Table 3. Activated immune-relevant Ingenuity pathways (with p < 1.0E−4) induced in whitefish held at ED or HD compared with MD conditions.


Table 4. Silenced immune-relevant Ingenuity pathways (with p < 5.0E−2) repressed in whitefish held at ED or HD compared with MD conditions.

Four of the activated pathways, acute-phase response signaling, B cell receptor signaling, CD28 signaling in T helper cells, and interleukin-6 signaling, were shared by the liver and kidney. Accordingly, 10 immune genes were commonly expressed in both tissues of fish exposed to HD (Figure 2A). A network analysis suggested that the expression of these shared immune genes is closely interrelated with the activation of stress-related kinases, above all p38 (Figure 2B). A central role has been assigned to interleukin-1 (IL1) as an extensively networked factor.
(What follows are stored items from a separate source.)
use std::ops::Range;

use serde::Serialize;

use crate::model::entry::format_number;
use crate::model::indicator::{Frequency, Indicator};
use crate::model::period::PeriodDraft;
use crate::ops::completion::Progress;
use crate::ops::overlap::Overlap;
use crate::ops::search::SearchHit;
use crate::ops::urgency::Urgency;
use crate::ops::view::{GroupView, PeriodView};
use crate::util::unicode::{pad_left, pad_right};

/// Width of the indicator-name column in tables
const NAME_WIDTH: usize = 28;
/// Minimum width of a period value column
const VALUE_WIDTH: usize = 9;

// ---------------------------------------------------------------------------
// JSON output structs
// ---------------------------------------------------------------------------

#[derive(Serialize)]
pub struct StatusJson<'a> {
    pub indicator: &'a Indicator,
    pub progress: Progress,
    pub periods: Vec<PeriodView>,
}

#[derive(Serialize)]
pub struct OverlapJson {
    pub valid: bool,
    #[serde(skip_serializing_if = "Option::is_none")]
    pub first: Option<PeriodDraft>,
    #[serde(skip_serializing_if = "Option::is_none")]
    pub second: Option<PeriodDraft>,
}

#[derive(Serialize)]
pub struct EnterJson {
    pub saved: usize,
    pub changed: usize,
}

#[derive(Serialize)]
pub struct TriageGroupJson<'a> {
    pub frequency: &'a Frequency,
    pub score: f64,
    pub urgent_periods: Vec<&'a PeriodView>,
    pub indicators: Vec<u32>,
}

pub fn overlap_to_json(ranges: &[PeriodDraft], overlap: Option<Overlap>) -> OverlapJson {
    OverlapJson {
        valid: overlap.is_none(),
        first: overlap.map(|o| ranges[o.first].clone()),
        second: overlap.map(|o| ranges[o.second].clone()),
    }
}

// ---------------------------------------------------------------------------
// Human-readable formatting
// ---------------------------------------------------------------------------

/// Trim trailing spaces left by column padding
fn finish(line: String) -> String {
    line.trim_end().to_string()
}

fn check_char(completed: bool) -> char {
    if completed { 'x' } else { ' ' }
}

/// Short urgency marker for table headers
fn urgency_mark(u: Urgency) -> &'static str {
    match u {
        Urgency::Overdue => "overdue",
        Urgency::DueSoon => "due soon",
        Urgency::Normal => "",
    }
}

/// "3 days late", "due today", "5 days left"
pub fn format_days(days: i64) -> String {
    match days {
        d if d < -1 => format!("{} days late", -d),
        -1 => "1 day late".to_string(),
        0 => "due today".to_string(),
        1 => "1 day left".to_string(),
        d => format!("{} days left", d),
    }
}

/// Format an indicator as a one-line summary
pub fn format_indicator_line(ind: &Indicator) -> String {
    format!(
        "{:>4}  {}  target {} {}  [{}]",
        ind.id,
        ind.name,
        format_number(ind.target_value),
        ind.unit.name,
        ind.frequency.name
    )
}

/// Format an indicator with its sub-indicators beneath it
pub fn format_indicator_tree(ind: &Indicator) -> Vec<String> {
    let mut lines = vec![format_indicator_line(ind)];
    for s in ind.sorted_sub_indicators() {
        lines.push(format!("{:>4}    - {}", s.id, s.name));
    }
    lines
}

/// Wrap each matched span of a search hit in brackets
pub fn mark_spans(text: &str, spans: &[Range<usize>]) -> String {
    let mut out = String::with_capacity(text.len() + spans.len() * 2);
    let mut pos = 0;
    for span in spans {
        out.push_str(&text[pos..span.start]);
        out.push('[');
        out.push_str(&text[span.clone()]);
        out.push(']');
        pos = span.end;
    }
    out.push_str(&text[pos..]);
    out
}

/// `    ~ sub-indicator: I[CU] beds`
pub fn format_search_hit(hit: &SearchHit) -> String {
    format!("    ~ {}: {}", hit.field.label(), mark_spans(&hit.text, &hit.spans))
}

pub fn format_period_line(p: &PeriodView) -> String {
    let mark = match p.urgency {
        Urgency::Normal => String::new(),
        u => format!("  {}, {}", u.label(), format_days(p.days_remaining)),
    };
    format!(
        "{:>4}  {}  {} to {}{}",
        p.period.period_id,
        pad_right(&p.period.name, 16),
        p.period.start_date,
        p.period.end_date,
        mark
    )
}

fn column_width(p: &PeriodView) -> usize {
    crate::util::unicode::display_width(&p.period.name).max(VALUE_WIDTH)
}

fn format_total(progress: &Progress, unit: &str) -> String {
    format!(
        "{} / {} {}",
        format_number(progress.total),
        format_number(progress.target),
        unit
    )
}

/// Render one frequency group as a text table
pub fn format_group_table(group: &GroupView) -> Vec<String> {
    let mut lines = Vec::new();
    let header = match group.score {
        Some(score) => format!("== {} (score {}) ==", group.frequency.name, format_number(score)),
        None => format!("== {} ==", group.frequency.name),
    };
    lines.push(header);

    if group.periods.is_empty() {
        lines.push("  (no periods)".to_string());
    }

    let widths: Vec<usize> = group.periods.iter().map(column_width).collect();
    let lead = " ".repeat(4 + NAME_WIDTH);

    if !group.periods.is_empty() {
        let mut names = lead.clone();
        let mut marks = lead.clone();
        for (p, w) in group.periods.iter().zip(&widths) {
            names.push_str(&format!(" {}", pad_left(&p.period.name, *w)));
            marks.push_str(&format!(" {}", pad_left(urgency_mark(p.urgency), *w)));
        }
        names.push_str("  total");
        lines.push(finish(names));
        if group.periods.iter().any(|p| p.urgency.is_urgent()) {
            lines.push(finish(marks));
        }
    }

    for row in &group.rows {
        let mut line = format!(
            "[{}] {}",
            check_char(row.progress.completed),
            pad_right(&format!("{} {}", row.id, row.name), NAME_WIDTH)
        );
        for (v, w) in row.values.iter().zip(&widths) {
            line.push_str(&format!(" {}", pad_left(v, *w)));
        }
        line.push_str(&format!("  {}", format_total(&row.progress, &row.unit)));
        lines.push(finish(line));

        for sub in &row.sub_rows {
            let mut line = format!(
                "    {}",
                pad_right(&format!("  {} {}", sub.id, sub.name), NAME_WIDTH)
            );
            for (v, w) in sub.values.iter().zip(&widths) {
                line.push_str(&format!(" {}", pad_left(v, *w)));
            }
            lines.push(finish(line));
        }
    }
    lines
}

/// Render the triage summary for one group
pub fn format_triage_group(group: &GroupView, limit: usize) -> Vec<String> {
    let mut lines = vec![format!(
        "{}  score {}",
        group.frequency.name,
        format_number(group.score.unwrap_or(0.0))
    )];
    let urgent: Vec<&PeriodView> = group
        .periods
        .iter()
        .filter(|p| p.urgency.is_urgent())
        .collect();
    if urgent.is_empty() {
        lines.push("  nothing due".to_string());
    }
    for p in &urgent {
        lines.push(format!(
            "  {}: {} ({})",
            p.urgency.label(),
            p.period.name,
            format_days(p.days_remaining)
        ));
    }
    for row in group.rows.iter().filter(|r| !r.progress.completed).take(limit) {
        lines.push(format!(
            "  [ ] {} {}  {}",
            row.id,
            row.name,
            format_total(&row.progress, &row.unit)
        ));
    }
    lines
}

pub fn format_status(status: &StatusJson<'_>) -> Vec<String> {
    let ind = status.indicator;
    let p = &status.progress;
    let mut lines = vec![format!("{} {} [{}]", ind.id, ind.name, ind.frequency.name)];
    lines.push(format!("  total:     {}", format_total(p, &ind.unit.name)));
    if let Some(ratio) = p.ratio() {
        lines.push(format!("  progress:  {}%", format_number((ratio * 100.0).round())));
    }
    lines.push(format!("  filled:    {}/{} cells", p.filled, p.required));
    lines.push(format!(
        "  completed: {}",
        if p.completed { "yes" } else { "no" }
    ));
    for period in &status.periods {
        if period.urgency.is_urgent() {
            lines.push(format!(
                "  {}: {} ({})",
                period.urgency.label(),
                period.period.name,
                format_days(period.days_remaining)
            ));
        }
    }
    lines
}

#[cfg(test)]
mod tests {
    use super::*;
    use crate::model::config::ViewMode;
    use crate::ops::completion::fixtures::*;
    use crate::ops::urgency::UrgencyPolicy;
    use crate::ops::view::build_view;
    use insta::assert_snapshot;

    #[test]
    fn search_hit_brackets_matches() {
        let hit = SearchHit {
            indicator_id: 1,
            field: crate::ops::search::MatchField::SubIndicator,
            text: "ICU beds".into(),
            spans: vec![1..3, 5..7],
        };
        assert_eq!(format_search_hit(&hit), "    ~ sub-indicator: I[CU] [be]ds");
        assert_eq!(mark_spans("Ward", &[]), "Ward");
    }

    #[test]
    fn format_days_wording() {
        assert_eq!(format_days(-3), "3 days late");
        assert_eq!(format_days(-1), "1 day late");
        assert_eq!(format_days(0), "due today");
        assert_eq!(format_days(1), "1 day left");
        assert_eq!(format_days(12), "12 days left");
    }

    #[test]
    fn indicator_tree_lists_subs_in_position_order() {
        let mut ind = indicator(1, "Revenue", 1500.0, monthly());
        ind.sub_indicators = vec![sub(12, "Clinic", 2), sub(11, "Ward", 1)];
        assert_eq!(
            format_indicator_tree(&ind),
            vec![
                "   1  Revenue  target 1500 cases  [Monthly]",
                "  11    - Ward",
                "  12    - Clinic",
            ]
        );
    }

    #[test]
    fn group_table_rendering() {
        let mut visits = indicator(1, "Visits", 100.0, monthly());
        visits.sub_indicators = vec![sub(4, "Ward", 1)];
        let mut ds = test_dataset(
            vec![visits, indicator(3, "Complaints", 0.0, monthly())],
            two_months(),
        );
        ds.entries = sheet(&[(3, 1, "0"), (3, 2, "0"), (1, 1, "30"), (4, 1, "5")]);
        let now = UrgencyPolicy::default().midnight(date("2024-02-25"));
        let view = build_view(&ds, None, ViewMode::Default, now);

        let text = format_group_table(&view[0]).join("\n");
        assert_snapshot!(text, @r"
        == Monthly ==
                                                P1        P2  total
                                           overdue  due soon
        [ ] 1 Visits                            30            35 / 100 cases
              4 Ward                             5
        [x] 3 Complaints                         0         0  0 / 0 cases
        ");
    }

    #[test]
    fn triage_group_rendering() {
        let mut ds = test_dataset(vec![indicator(1, "Visits", 100.0, monthly())], two_months());
        ds.entries = sheet(&[(1, 1, "50")]);
        let now = UrgencyPolicy::default().midnight(date("2024-02-03"));
        let view = build_view(&ds, None, ViewMode::Deadline, now);
        assert_eq!(
            format_triage_group(&view[0], 5),
            vec![
                "Monthly  score 112.5",
                "  overdue: P1 (3 days late)",
                "  [ ] 1 Visits  50 / 100 cases",
            ]
        );
    }
}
Figure 2. (A) Among the 53 high density (HD)-induced genes shared by the liver and kidney (cf. Figure 1C), 10 genes were involved in innate immunity, as assessed using the Ingenuity Pathway Analysis program. (B) Based on these 53 shared genes, an IPA network was constructed, including all 10 immune genes. Red and blue symbols indicate up- and downregulated genes, respectively, in HD vs. moderate density whitefish. Full and broken lines indicate direct and indirect relationships, respectively. Open and filled arrows represent an influence on translocation and activation as well as protein–protein or protein–DNA interactions, respectively.
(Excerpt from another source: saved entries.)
// Copyright 2025 the Understory Authors
// SPDX-License-Identifier: Apache-2.0 OR MIT

//! Host traits: the slice of a DOM-like environment the controller needs.
//!
//! A host provides:
//! - element lookup by selector and the scroll metrics of the document's
//!   scroll root ([`Document`]),
//! - class-list mutation on the container ([`ClassList`]),
//! - a translation on the content element ([`Element`]),
//! - a one-shot "transition completed" notification ([`Subscription`]),
//! - a sleep future for the minimum loading duration ([`Timer`]).
//!
//! Handles are expected to be cheap to clone and to share the underlying
//! element, the way DOM handles do.

use alloc::boxed::Box;
use core::future::Future;
use core::time::Duration;

use kurbo::Vec2;

use crate::class::StateClass;

/// Mutable class list of an element.
///
/// Mutation goes through `&self` because the list is shared with the host.
pub trait ClassList {
    /// Add `class`; adding a present class is a no-op.
    fn add(&self, class: StateClass);
    /// Remove `class`; removing an absent class is a no-op.
    fn remove(&self, class: StateClass);
    /// Whether `class` is present.
    fn contains(&self, class: StateClass) -> bool;

    /// Add `class` when `present`, otherwise remove it.
    fn toggle(&self, class: StateClass, present: bool) {
        if present {
            self.add(class);
        } else {
            self.remove(class);
        }
    }
}

/// Handle to a host element.
pub trait Element: Clone {
    /// Class list handle type.
    type ClassList: ClassList + Clone;

    /// A handle to this element's class list.
    fn class_list(&self) -> Self::ClassList;

    /// Translate the element visually by `offset`, or clear the translation
    /// with `None`.
    fn set_translation(&self, offset: Option<Vec2>);
}

/// Scroll position of the document's scroll root, in pixels.
#[derive(Copy, Clone, Debug, Default, PartialEq)]
pub struct ScrollMetrics {
    /// Distance scrolled from the top.
    pub offset: f64,
    /// Total scrollable height.
    pub extent: f64,
    /// Visible height.
    pub viewport: f64,
}

impl ScrollMetrics {
    /// Scrolled all the way up.
    pub fn at_top(&self) -> bool {
        self.offset == 0.0
    }

    /// Scrolled all the way down.
    pub fn at_bottom(&self) -> bool {
        self.extent == self.viewport + self.offset
    }
}

/// A pending one-shot notification that can be cancelled.
pub trait Subscription {
    /// Unregister the listener. The callback will not run afterwards.
    fn cancel(self);
}

/// Callback run once when the host reports a finished visual transition.
pub type TransitionCallback = Box<dyn FnOnce()>;

/// The document the controlled elements live in.
pub trait Document {
    /// Element handle type.
    type Element: Element;
    /// Handle returned by [`Document::on_transition_end_once`].
    type Subscription: Subscription;

    /// First element matching `selector`, if any.
    fn query_selector(&self, selector: &str) -> Option<Self::Element>;

    /// Current scroll metrics of the document-level scroll root.
    fn scroll_metrics(&self) -> ScrollMetrics;

    /// Run `callback` once, on the next completed visual transition.
    fn on_transition_end_once(&self, callback: TransitionCallback) -> Self::Subscription;
}

/// Source of sleep futures.
pub trait Timer: Clone {
    /// Future returned by [`Timer::sleep`].
    type Sleep: Future<Output = ()>;

    /// A future that completes once `duration` has elapsed.
    fn sleep(&self, duration: Duration) -> Self::Sleep;
}

#[cfg(test)]
mod tests {
    use super::*;

    #[test]
    fn top_and_bottom_detection() {
        let top = ScrollMetrics {
            offset: 0.0,
            extent: 2000.0,
            viewport: 800.0,
        };
        assert!(top.at_top());
        assert!(!top.at_bottom());

        let bottom = ScrollMetrics {
            offset: 1200.0,
            extent: 2000.0,
            viewport: 800.0,
        };
        assert!(!bottom.at_top());
        assert!(bottom.at_bottom());

        // Content shorter than the viewport is both.
        let short = ScrollMetrics {
            offset: 0.0,
            extent: 600.0,
            viewport: 600.0,
        };
        assert!(short.at_top() && short.at_bottom());
    }

    #[test]
    fn middle_is_neither_edge() {
        let middle = ScrollMetrics {
            offset: 300.0,
            extent: 2000.0,
            viewport: 800.0,
        };
        assert!(!middle.at_top());
        assert!(!middle.at_bottom());
    }
}
// Copyright 2025 the Understory Authors
// SPDX-License-Identifier: Apache-2.0 OR MIT

//! The pull-to-refresh controller.
//!
//! ## Event flow
//!
//! ```text
//! pan start ─▶ read scroll metrics, arm top and/or bottom axis
//! pan down  ─▶ top axis follows the drag, translate content, toggle *-refresh
//! pan up    ─▶ bottom axis follows the drag, translate content, toggle *-refresh
//! pan end   ─▶ snap back; committed edge: *-loading + Sequence, else reset
//! ```
//!
//! A [`Sequence`] finishes the loading state once the caller's operation and
//! the minimum loading duration have both completed. The host spawns it on
//! its local executor.

use alloc::boxed::Box;
use alloc::rc::Rc;
use core::cell::{Cell, RefCell};
use core::fmt;
use core::future::Future;
use core::pin::Pin;
use core::task::{Context, Poll};

use futures::future::{LocalBoxFuture, join};
use kurbo::Vec2;
use log::{debug, trace};

use crate::class::{Edge, StateClass};
use crate::gesture::{PanEvent, PanOptions, PanPhase, PanRecognizer};
use crate::host::{ClassList, Document, Element, Subscription, Timer};
use crate::options::{Config, InitError, PullRefreshOptions};

type ClassListOf<D> = <<D as Document>::Element as Element>::ClassList;

/// Pull state of one edge.
#[derive(Copy, Clone, Debug, Default, PartialEq)]
pub struct AxisState {
    /// Whether the gesture started at this edge.
    pub enabled: bool,
    /// Current pull distance after resistance, in pixels.
    pub distance: f64,
}

impl AxisState {
    /// Disabled with no displacement.
    pub const REST: Self = Self {
        enabled: false,
        distance: 0.0,
    };

    fn reset(&mut self) {
        *self = Self::REST;
    }
}

/// Container bookkeeping captured at the start of each gesture.
#[derive(Clone, Debug)]
pub struct ContainerState<C> {
    /// Handle to the container's class list.
    pub class_list: C,
    /// Scroll offset observed at the last pan start.
    pub scroll_offset: f64,
    /// Scroll extent observed at the last pan start.
    pub scroll_extent: f64,
}

/// What the host should do after forwarding a [`PanEvent`].
#[derive(Debug, Default)]
pub struct Response {
    /// The host should suppress the event's default behavior (native scrolling).
    pub default_prevented: bool,
    /// A loading sequence the host should spawn on its local executor.
    pub sequence: Option<Sequence>,
}

impl Response {
    fn ignored() -> Self {
        Self::default()
    }

    fn prevented() -> Self {
        Self {
            default_prevented: true,
            sequence: None,
        }
    }
}

/// A running refresh or load-more operation.
///
/// Completes after both the caller's future and the minimum loading duration
/// have completed, then resets the edge's visuals.
#[must_use = "a Sequence has to be spawned to finish the loading state"]
pub struct Sequence {
    edge: Edge,
    future: LocalBoxFuture<'static, ()>,
}

impl Sequence {
    /// The edge whose operation this is.
    pub fn edge(&self) -> Edge {
        self.edge
    }
}

impl fmt::Debug for Sequence {
    fn fmt(&self, f: &mut fmt::Formatter<'_>) -> fmt::Result {
        f.debug_struct("Sequence")
            .field("edge", &self.edge)
            .finish_non_exhaustive()
    }
}

impl Future for Sequence {
    type Output = ();

    fn poll(mut self: Pin<&mut Self>, cx: &mut Context<'_>) -> Poll<()> {
        self.future.as_mut().poll(cx)
    }
}

struct PendingReset<S> {
    subscription: S,
    fired: Rc<Cell<bool>>,
}

/// Everything a reset touches, shared between the controller and in-flight
/// sequences.
struct Visuals<D: Document> {
    document: Rc<D>,
    content: D::Element,
    classes: ClassListOf<D>,
    pending: Rc<RefCell<[Option<PendingReset<D::Subscription>>; 2]>>,
}

impl<D: Document> Clone for Visuals<D> {
    fn clone(&self) -> Self {
        Self {
            document: self.document.clone(),
            content: self.content.clone(),
            classes: self.classes.clone(),
            pending: self.pending.clone(),
        }
    }
}

impl<D> Visuals<D>
where
    D: Document + 'static,
{
    /// Return `edge` to rest and schedule removal of its reset class.
    fn reset(&self, edge: Edge) {
        self.content.set_translation(None);
        self.classes.remove(edge.loading_class());
        self.classes.remove(edge.refresh_class());
        self.cancel_pending(edge);
        self.classes.add(edge.reset_class());

        let fired = Rc::new(Cell::new(false));
        let subscription = {
            let fired = fired.clone();
            let classes = self.classes.clone();
            self.document
                .on_transition_end_once(Box::new(move || {
                    fired.set(true);
                    classes.remove(edge.reset_class());
                }))
        };
        self.pending.borrow_mut()[edge.index()] = Some(PendingReset {
            subscription,
            fired,
        });
    }

    /// Drop a reset still waiting for its transition, removing its class.
    fn cancel_pending(&self, edge: Edge) {
        let pending = self.pending.borrow_mut()[edge.index()].take();
        if let Some(pending) = pending
            && !pending.fired.get()
        {
            trace!("cancelling pending {} listener", edge.reset_class());
            pending.subscription.cancel();
            self.classes.remove(edge.reset_class());
        }
    }

    fn has_pending(&self, edge: Edge) -> bool {
        self.pending.borrow()[edge.index()]
            .as_ref()
            .is_some_and(|pending| !pending.fired.get())
    }
}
Immune Cell Composition Is Altered in Stressed Whitefish

The composition of blood leukocytes is considered a reliable marker for assessing the immune status during pathophysiological conditions in numerous species across the animal kingdom (4446). Based on the high number of overexpressed immune pathways as a consequence of increased SD, we hypothesized that adverse husbandry conditions will affect the composition of leukocyte subsets. To prove this hypothesis, we first validated the suitability of the available immunological tools: an established panel of monoclonal antibodies recognizing leukocyte subpopulations in rainbow trout was tested for cross-reactivity with the leukocytes of maraena whitefish. These MAbs included the thrombocyte-specific MAb 42, myeloid cell-specific MAb 30, and MAb 1.14 and MAb N2 recognizing a heavy and a light chain of immunoglobulin IgM, respectively. These antibodies stained leukocyte subpopulations of whitefish similar to those of trout, except for MAb 1.14 (Figure 3). Moreover, the proportion of the cells recognized by each antibody was comparable between the two species: MAb 42 stained approximately 30% of the blood leukocytes (presumably thrombocytes); MAb 30 stained 11–14% of the leukocytes (myeloid cells); MAb N2 stained around 35% in trout and 20% in whitefish (B cells).


Figure 3. (A) Comparison of the staining patterns of the cross-reactive monoclonal antibodies detecting peripheral blood leukocytes of rainbow trout (upper panel) and maraena whitefish (lower panel). PBLs were stained with monoclonal antibodies MAb 42 (thrombocytes), MAb 30 (myeloid cells), MAb 1.14 (B cells; heavy chain of immunoglobulin), and MAb N2 (B cells; light chain). The proportion of each cell population is expressed as the percentage of the number of stained PBLs. (B) The copy number of the leukocyte marker genes IRGA2B/CD41 (black bars), CSG3R/GCSFR (gray), IGM (hatched), and TCR (dotted) in immune cell populations magnetically sorted with MAb 42, MAb 30, and MAb N2 as indicated. Graphs depict the mean values + SEM (error bars). Transcript numbers significantly different from the other markers are indicated with asterisks, as evaluated by one-way analysis of variance (*p = 0.03; **p = 0.01; ***p = 0.0001).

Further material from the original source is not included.